According to this article, the easiest data tests to write and maintain are those that rely on an externally defined and static data set. However, it seems that attempting to create a dataset that incorporates the relationships already modeled in my application layer "by hand", would be a DRY violation and a major PITA too boot. On the other hand, using my application layer to generate test data feels even more distasteful as that violates unit testings' prime directive (isolation) since regression in the application layer can cause my DAL layer to throw bogus failures.

For this reason, I'm leaning towards the static dataset option, that is unless others who have had to deal with unit testing an EAV model can chime in with alternatives.

Many thanks.


Solution

  • If the DAL is not responsible for enforcing certain application rules in the data store, then there is no need to ensure that the test data conforms to those higher-level rules. The unit test need only verify that the DAL enforces the rules that are its responsibility -- presumably things like staying within the database constraints, data types, etc. The data need only conform to the preconditions of the DAL itself to constitute a valid test case. The higher level rules will be checked within the application layer's unit test in which the DAL will be stubbed or mocked out. Under these assumptions, either a static dataset or one generated using trivial code will likely be adequate for the DAL tests.

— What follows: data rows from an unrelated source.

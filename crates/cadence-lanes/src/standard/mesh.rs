// Copyright 2025 eraflo
//
// Licensed under the Apache License, Version 2.0 (the "License");
// you may not use this file except in compliance with the License.
// You may obtain a copy of the License at
//
//     http://www.apache.org/licenses/LICENSE-2.0
//
// Unless required by applicable law or agreed to in writing, software
// distributed under the License is distributed on an "AS IS" BASIS,
// WITHOUT WARRANTIES OR CONDITIONS OF ANY KIND, either express or implied.
// See the License for the specific language governing permissions and
// limitations under the License.

//! Passes that draw the loaded scene's meshes.

use super::{create_pipeline, release_pipeline};
use crate::{
    constants::{ObjectConstants, ShadowPassConstants},
    lane::{not_created, DrawContext, LaneContext, LaneInput, RenderLane},
    scene::GpuMesh,
};
use cadence_core::{CommandEncoder, DescriptorHandle, GraphicsDevice, PipelineId, RenderError};

/// Which scene pass a [`MeshLane`] implements.
#[derive(Debug, Clone, Copy, PartialEq, Eq)]
pub enum MeshPass {
    /// Depth only; renders shadow maps.
    Depth,
    /// Single-sample depth and normals for ambient occlusion.
    Prepass,
    /// Multisampled shading.
    Color,
}

/// Draws every mesh of the scene with one pipeline.
#[derive(Debug)]
pub struct MeshLane {
    pass: MeshPass,
    pipeline: Option<PipelineId>,
    meshes: Vec<GpuMesh>,
    textures: Option<DescriptorHandle>,
}

impl MeshLane {
    /// An uncreated lane for `pass`.
    pub fn new(pass: MeshPass) -> Self {
        Self {
            pass,
            pipeline: None,
            meshes: Vec::new(),
            textures: None,
        }
    }

    /// The pass this lane implements.
    pub fn pass(&self) -> MeshPass {
        self.pass
    }
}

impl RenderLane for MeshLane {
    fn name(&self) -> &'static str {
        match self.pass {
            MeshPass::Depth => "Depth",
            MeshPass::Prepass => "Prepass (Non MSAA)",
            MeshPass::Color => "Scene",
        }
    }

    fn on_create(&mut self, ctx: &mut LaneContext<'_>) -> Result<(), RenderError> {
        let scene = ctx.scene.ok_or_else(|| {
            RenderError::ResourceError(format!("lane '{}' requires a loaded scene", self.name()))
        })?;
        self.pipeline = Some(create_pipeline(
            ctx.device,
            self.name(),
            ctx.targets.pipeline_kind(),
        )?);
        self.meshes = scene.meshes().to_vec();
        self.textures = scene.texture_table().map(|table| table.first());
        Ok(())
    }

    fn on_resize(&mut self, _width: u32, _height: u32) {}

    fn draw(&self, encoder: &mut dyn CommandEncoder, ctx: &mut DrawContext<'_>) -> Result<(), RenderError> {
        let pipeline = self.pipeline.ok_or_else(|| not_created(self.name()))?;
        encoder.set_pipeline(pipeline);
        encoder.set_viewport(ctx.viewport);

        let input = ctx.input;
        let camera = match input {
            LaneInput::Shadow(caster) => ctx.push_constants(&ShadowPassConstants {
                view_projection: caster.view_projection.to_cols_array_2d(),
            })?,
            _ => ctx.per_frame,
        };
        encoder.bind_constant_buffer(0, camera);
        if let Some(textures) = self.textures {
            encoder.bind_descriptor_table(2, textures);
        }
        for (slot, input) in (3..).zip(ctx.inputs) {
            encoder.bind_descriptor_table(slot, *input);
        }

        for mesh in &self.meshes {
            let object = ctx.push_constants(&ObjectConstants {
                world: mesh.world.to_cols_array_2d(),
            })?;
            encoder.bind_constant_buffer(1, object);
            encoder.set_vertex_buffer(
                0,
                mesh.vertices.address,
                mesh.vertices.size,
                mesh.vertex_stride,
            );
            encoder.set_index_buffer(mesh.indices.address, mesh.indices.size);
            encoder.draw_indexed(0..mesh.index_count, 0, 0..1);
        }
        Ok(())
    }

    fn on_destroy(&mut self, device: &dyn GraphicsDevice) {
        let name = self.name();
        release_pipeline(device, &mut self.pipeline, name);
        self.meshes.clear();
        self.textures = None;
    }
}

    It may well be that the "legacy" nature of the application makes it difficult if not impossible to unit test the application and DAL layers separately. In effect, the two layers collectively would be a single (if complex) "unit". In this case, it would be acceptable (or perhaps "tolerable" is the right word) to generate the test data using the application layer as a matter of expediency. Such generation would, in effect, constitute yet more test cases for the conglomerate "unit". DAL failures due to application layer regressions should be investigated as candidate bugs in one, the other or both layers. Any time spent attempting to pry these two layers apart into separate units would likely pay dividends in the long run.